To my surprise, as I released the "fat man", the unsuspecting target was made suspected as he looked up to see the bag mid-air. He didn't move though, and like a champ, took all ~42 pounds of water to his face. The physics of the plastic bag meant that the top half of his body was instantly covered in the bag (much like rolling on a large plastic condom), and the bottom half of him was entirely drenched in the resulting blast.

He never said anything afterwards, just scurried off into the night. I assume he survived, but I'll never know.

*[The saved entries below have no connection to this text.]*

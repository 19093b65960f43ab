use ratatui::prelude::*;
use ratatui::widgets::Paragraph;
use unicode_width::{UnicodeWidthChar, UnicodeWidthStr};

use crate::app::{ConversionStatus, Model, ToastLevel};

use super::style::Theme;

const KEY_HINTS: &str = "^R:convert  F2:view  F3:copy  F4:save  F1:help";

/// Bottom row: the active toast if any, otherwise file and conversion state.
pub fn render_status_bar(model: &Model, frame: &mut Frame, area: Rect, theme: &Theme) {
    if area.height == 0 {
        return;
    }
    if let Some((message, level)) = model.active_toast() {
        render_toast_bar(message, level, frame, area);
        return;
    }

    let name = model
        .source_path
        .as_ref()
        .and_then(|p| p.file_name())
        .map_or_else(|| "sample".to_string(), |s| s.to_string_lossy().to_string());
    let cursor = model.editor.cursor();
    let col = model
        .editor
        .line_at(cursor.line)
        .map_or(0, |line| line[..cursor.col.min(line.len())].chars().count());
    let state = match model.status() {
        ConversionStatus::InFlight => super::CONVERTING_LABEL,
        ConversionStatus::Idle if !model.error().is_empty() => "Error",
        ConversionStatus::Idle => "Ready",
    };
    let watch = if model.watch_enabled { " [watching]" } else { "" };

    let left = format!(
        " {name}  Ln {}, Col {}  [{}]  {state}{watch}",
        cursor.line + 1,
        col + 1,
        model.view_mode.label(),
    );
    let width = usize::from(area.width);
    let text = if left.width() + KEY_HINTS.width() + 2 <= width {
        let gap = width - left.width() - KEY_HINTS.width();
        format!("{left}{}{KEY_HINTS}", " ".repeat(gap))
    } else {
        truncate_to_width(&left, width)
    };

    frame.render_widget(Paragraph::new(text).style(theme.status_bar()), area);
}

fn render_toast_bar(message: &str, level: ToastLevel, frame: &mut Frame, area: Rect) {
    let (prefix, style) = match level {
        ToastLevel::Info => (
            "[info]",
            Style::default().bg(Color::DarkGray).fg(Color::White),
        ),
        ToastLevel::Warning => (
            "[warn]",
            Style::default().bg(Color::Yellow).fg(Color::Black),
        ),
        ToastLevel::Error => ("[error]", Style::default().bg(Color::Red).fg(Color::White)),
    };
    let text = truncate_to_width(&format!(" {prefix} {message}"), usize::from(area.width));
    frame.render_widget(Paragraph::new(text).style(style), area);
}

/// Cut `text` to at most `width` display columns.
fn truncate_to_width(text: &str, width: usize) -> String {
    if text.width() <= width {
        return text.to_string();
    }
    let mut out = String::new();
    let mut used = 0;
    for ch in text.chars() {
        let w = ch.width().unwrap_or(0);
        if used + w > width {
            break;
        }
        used += w;
        out.push(ch);
    }
    out
}
//! Theming and color definitions.
//!
//! Uses ANSI and 256-color indexes that adapt to the terminal's palette.

use ratatui::style::{Color, Modifier, Style};

/// Colors for every part of the screen.
#[derive(Debug, Clone)]
pub struct Theme {
    /// Pane borders and titles
    pub border: Style,
    /// Line number gutter
    pub gutter: Style,
    /// Block cursor in the editor
    pub cursor: Style,
    /// Compiler error text under the editor
    pub error: Style,
    /// Warning text under the editor
    pub warning: Style,
    /// Output placeholder
    pub placeholder: Style,
    /// "Converting..." label
    pub busy: Style,
    /// "Copied!" acknowledgement
    pub copied: Style,
    /// Active view mode in the output title
    pub mode_active: Style,
    pub mode_inactive: Style,
    pub status_bg: Color,
    pub status_fg: Color,
}

impl Default for Theme {
    fn default() -> Self {
        Self {
            border: Style::default().fg(Color::Indexed(244)),
            gutter: Style::default().fg(Color::DarkGray),
            cursor: Style::default().bg(Color::White).fg(Color::Black),
            error: Style::default().fg(Color::Red).add_modifier(Modifier::BOLD),
            warning: Style::default().fg(Color::Yellow),
            placeholder: Style::default()
                .fg(Color::Indexed(245))
                .add_modifier(Modifier::ITALIC),
            busy: Style::default()
                .fg(Color::Cyan)
                .add_modifier(Modifier::BOLD),
            copied: Style::default()
                .fg(Color::Green)
                .add_modifier(Modifier::BOLD),
            mode_active: Style::default()
                .fg(Color::Cyan)
                .add_modifier(Modifier::BOLD | Modifier::REVERSED),
            mode_inactive: Style::default().fg(Color::Indexed(245)),
            status_bg: Color::Indexed(236),
            status_fg: Color::Indexed(252),
        }
    }
}

impl Theme {
    pub fn dark() -> Self {
        Self::default()
    }

    pub fn light() -> Self {
        Self {
            border: Style::default().fg(Color::Indexed(240)),
            gutter: Style::default().fg(Color::Indexed(246)),
            cursor: Style::default().bg(Color::Black).fg(Color::White),
            error: Style::default()
                .fg(Color::Indexed(124))
                .add_modifier(Modifier::BOLD),
            warning: Style::default().fg(Color::Indexed(130)),
            placeholder: Style::default()
                .fg(Color::Indexed(242))
                .add_modifier(Modifier::ITALIC),
            busy: Style::default()
                .fg(Color::Indexed(25))
                .add_modifier(Modifier::BOLD),
            copied: Style::default()
                .fg(Color::Indexed(28))
                .add_modifier(Modifier::BOLD),
            mode_active: Style::default()
                .fg(Color::Indexed(25))
                .add_modifier(Modifier::BOLD | Modifier::REVERSED),
            mode_inactive: Style::default().fg(Color::Indexed(242)),
            status_bg: Color::Indexed(252),
            status_fg: Color::Indexed(236),
        }
    }

    /// Theme matching the detected or configured terminal background.
    pub fn current() -> Self {
        if crate::highlight::is_light_background() {
            Self::light()
        } else {
            Self::dark()
        }
    }

    pub fn status_bar(&self) -> Style {
        Style::default().bg(self.status_bg).fg(self.status_fg)
    }
}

What I do know is that I got called to the housing department to have the swift cock of the law shoot it's justice all over me.

Pretend Public Events

During my sophomore year I decided that I again needed to put my Photoshop skills to good use. However, this time I wanted to do something larger, and more on the side of funny. Our chancellor at the time was a stalky man named Robert Hemenway; and I had always joked that I thought he looked like he had the physique of an old wrestler. I decided this would be my launching point.

I spent a few hours concocting my masterpiece, which I have since lost. Allow me, however, to describe to you its glorious content. On the left, using a photo I found of a legitimate wrestler wearing a business suit, was ol' Mr. Hemenway in a fighting stance. On the right was a Kodiak bear standing on its hind legs. Below that was a caption that read "Chancellor Bob wrestles a bear", followed by the date and location of this very real event. At the time, it was easy to see all these details, as you could find photocopies of this flyer posted all over campus.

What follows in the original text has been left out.